Write out every record in full, keeping each character exactly as it is.

Segment Start: DATA RECORDS

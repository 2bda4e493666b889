//! Shared test helpers for integration tests.

use std::sync::Arc;

use axum::Router;
use axum::body::Body;
use axum::http::{Request, StatusCode};
use serde_json::Value;
use tower::ServiceExt;

use clientdesk_api::{AppState, build_app};
use clientdesk_auth::password::PasswordHasher;
use clientdesk_core::config::{AppConfig, BootstrapConfig, DatabaseBackend};
use clientdesk_database::MemoryDatabase;

pub const ADMIN_EMAIL: &str = "admin@clientdesk.test";
pub const ADMIN_PASSWORD: &str = "admin-password";

/// Test application context
pub struct TestApp {
    /// The Axum app for making test requests
    pub router: Router,
}

impl TestApp {
    /// Create a new test application on a fresh in-memory store with one admin.
    pub async fn new() -> Self {
        let mut config = AppConfig::default();
        config.database.backend = DatabaseBackend::Memory;
        config.auth.jwt_secret = "integration-test-secret".to_string();

        let db = Arc::new(MemoryDatabase::new());

        let bootstrap = BootstrapConfig {
            name: "Admin".to_string(),
            email: ADMIN_EMAIL.to_string(),
            password: ADMIN_PASSWORD.to_string(),
        };
        clientdesk_service::bootstrap::seed_admin(db.as_ref(), &PasswordHasher::new(), &bootstrap)
            .await
            .expect("Failed to seed admin");

        let router = build_app(AppState::new(config, db));
        Self { router }
    }

    /// Login as the seeded admin and return the bearer token
    pub async fn admin_token(&self) -> String {
        self.login(ADMIN_EMAIL, ADMIN_PASSWORD).await
    }

    /// Create an employee through the API and return its login token
    pub async fn create_employee(&self, admin_token: &str, email: &str) -> String {
        let response = self
            .request(
                "POST",
                "/api/employee",
                Some(serde_json::json!({
                    "name": "Staff Member",
                    "email": email,
                    "password": "password123",
                    "password_confirmation": "password123",
                    "job_title": "Clerk",
                })),
                Some(admin_token),
            )
            .await;

        assert_eq!(
            response.status,
            StatusCode::CREATED,
            "Employee creation failed: {:?}",
            response.body
        );
        self.login(email, "password123").await
    }

    /// Login and return the bearer token
    pub async fn login(&self, email: &str, password: &str) -> String {
        let body = serde_json::json!({
            "email": email,
            "password": password,
        });

        let response = self.request("POST", "/api/login", Some(body), None).await;

        assert_eq!(
            response.status,
            StatusCode::OK,
            "Login failed: {:?}",
            response.body
        );

        response
            .body
            .get("token")
            .and_then(|v| v.as_str())
            .expect("No token in login response")
            .to_string()
    }

    /// Make an HTTP request to the test app
    pub async fn request(
        &self,
        method: &str,
        path: &str,
        body: Option<Value>,
        token: Option<&str>,
    ) -> TestResponse {
        let body_str = body
            .map(|b| serde_json::to_string(&b).expect("Failed to serialize body"))
            .unwrap_or_default();

        let mut req = Request::builder()
            .method(method)
            .uri(path)
            .header("Content-Type", "application/json");

        if let Some(token) = token {
            req = req.header("Authorization", format!("Bearer {}", token));
        }

        let req = req
            .body(Body::from(body_str))
            .expect("Failed to build request");

        let response = self
            .router
            .clone()
            .oneshot(req)
            .await
            .expect("Failed to send request");

        let status = response.status();
        let body_bytes = axum::body::to_bytes(response.into_body(), 1024 * 1024)
            .await
            .expect("Failed to read body");

        let body: Value = serde_json::from_slice(&body_bytes).unwrap_or(Value::Null);

        TestResponse { status, body }
    }
}

/// Response from a test request
#[derive(Debug)]
pub struct TestResponse {
    /// HTTP status code
    pub status: StatusCode,
    /// Parsed JSON body
    pub body: Value,
}

/// A valid client creation body.
pub fn client_body(name: &str) -> Value {
    serde_json::json!({
        "name": name,
        "lastName": "Lopez",
        "email": "ana@example.com",
        "phone": "7777-0000",
        "addresses": [
            { "address": "Calle 1", "postal_code": "1101" }
        ],
        "documents": [
            { "document_type": "DUI", "document_number": "01234567-8" }
        ],
    })
}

Segment End: DATA RECORDS

> EXERCISE OUTPUT
repository 2bda4e493666b889
//! Shared test helpers for integration tests.

use std::sync::Arc;

use axum::Router;
use axum::body::Body;
use axum::http::{Request, StatusCode};
use serde_json::Value;
use tower::ServiceExt;

use clientdesk_api::{AppState, build_app};
use clientdesk_auth::password::PasswordHasher;
use clientdesk_core::config::{AppConfig, BootstrapConfig, DatabaseBackend};
use clientdesk_database::MemoryDatabase;

pub const ADMIN_EMAIL: &str = "admin@clientdesk.test";
pub const ADMIN_PASSWORD: &str = "admin-password";

/// Test application context
pub struct TestApp {
    /// The Axum app for making test requests
    pub router: Router,
}

impl TestApp {
    /// Create a new test application on a fresh in-memory store with one admin.
    pub async fn new() -> Self {
        let mut config = AppConfig::default();
        config.database.backend = DatabaseBackend::Memory;
        config.auth.jwt_secret = "integration-test-secret".to_string();

        let db = Arc::new(MemoryDatabase::new());

        let bootstrap = BootstrapConfig {
            name: "Admin".to_string(),
            email: ADMIN_EMAIL.to_string(),
            password: ADMIN_PASSWORD.to_string(),
        };
        clientdesk_service::bootstrap::seed_admin(db.as_ref(), &PasswordHasher::new(), &bootstrap)
            .await
            .expect("Failed to seed admin");

        let router = build_app(AppState::new(config, db));
        Self { router }
    }

    /// Login as the seeded admin and return the bearer token
    pub async fn admin_token(&self) -> String {
        self.login(ADMIN_EMAIL, ADMIN_PASSWORD).await
    }

    /// Create an employee through the API and return its login token
    pub async fn create_employee(&self, admin_token: &str, email: &str) -> String {
        let response = self
            .request(
                "POST",
                "/api/employee",
                Some(serde_json::json!({
                    "name": "Staff Member",
                    "email": email,
                    "password": "password123",
                    "password_confirmation": "password123",
                    "job_title": "Clerk",
                })),
                Some(admin_token),
            )
            .await;

        assert_eq!(
            response.status,
            StatusCode::CREATED,
            "Employee creation failed: {:?}",
            response.body
        );
        self.login(email, "password123").await
    }

    /// Login and return the bearer token
    pub async fn login(&self, email: &str, password: &str) -> String {
        let body = serde_json::json!({
            "email": email,
            "password": password,
        });

        let response = self.request("POST", "/api/login", Some(body), None).await;

        assert_eq!(
            response.status,
            StatusCode::OK,
            "Login failed: {:?}",
            response.body
        );

        response
            .body
            .get("token")
            .and_then(|v| v.as_str())
            .expect("No token in login response")
            .to_string()
    }

    /// Make an HTTP request to the test app
    pub async fn request(
        &self,
        method: &str,
        path: &str,
        body: Option<Value>,
        token: Option<&str>,
    ) -> TestResponse {
        let body_str = body
            .map(|b| serde_json::to_string(&b).expect("Failed to serialize body"))
            .unwrap_or_default();

        let mut req = Request::builder()
            .method(method)
            .uri(path)
            .header("Content-Type", "application/json");

        if let Some(token) = token {
            req = req.header("Authorization", format!("Bearer {}", token));
        }

        let req = req
            .body(Body::from(body_str))
            .expect("Failed to build request");

        let response = self
            .router
            .clone()
            .oneshot(req)
            .await
            .expect("Failed to send request");

        let status = response.status();
        let body_bytes = axum::body::to_bytes(response.into_body(), 1024 * 1024)
            .await
            .expect("Failed to read body");

        let body: Value = serde_json::from_slice(&body_bytes).unwrap_or(Value::Null);

        TestResponse { status, body }
    }
}

/// Response from a test request
#[derive(Debug)]
pub struct TestResponse {
    /// HTTP status code
    pub status: StatusCode,
    /// Parsed JSON body
    pub body: Value,
}

/// A valid client creation body.
pub fn client_body(name: &str) -> Value {
    serde_json::json!({
        "name": name,
        "lastName": "Lopez",
        "email": "ana@example.com",
        "phone": "7777-0000",
        "addresses": [
            { "address": "Calle 1", "postal_code": "1101" }
        ],
        "documents": [
            { "document_type": "DUI", "document_number": "01234567-8" }
        ],
    })
}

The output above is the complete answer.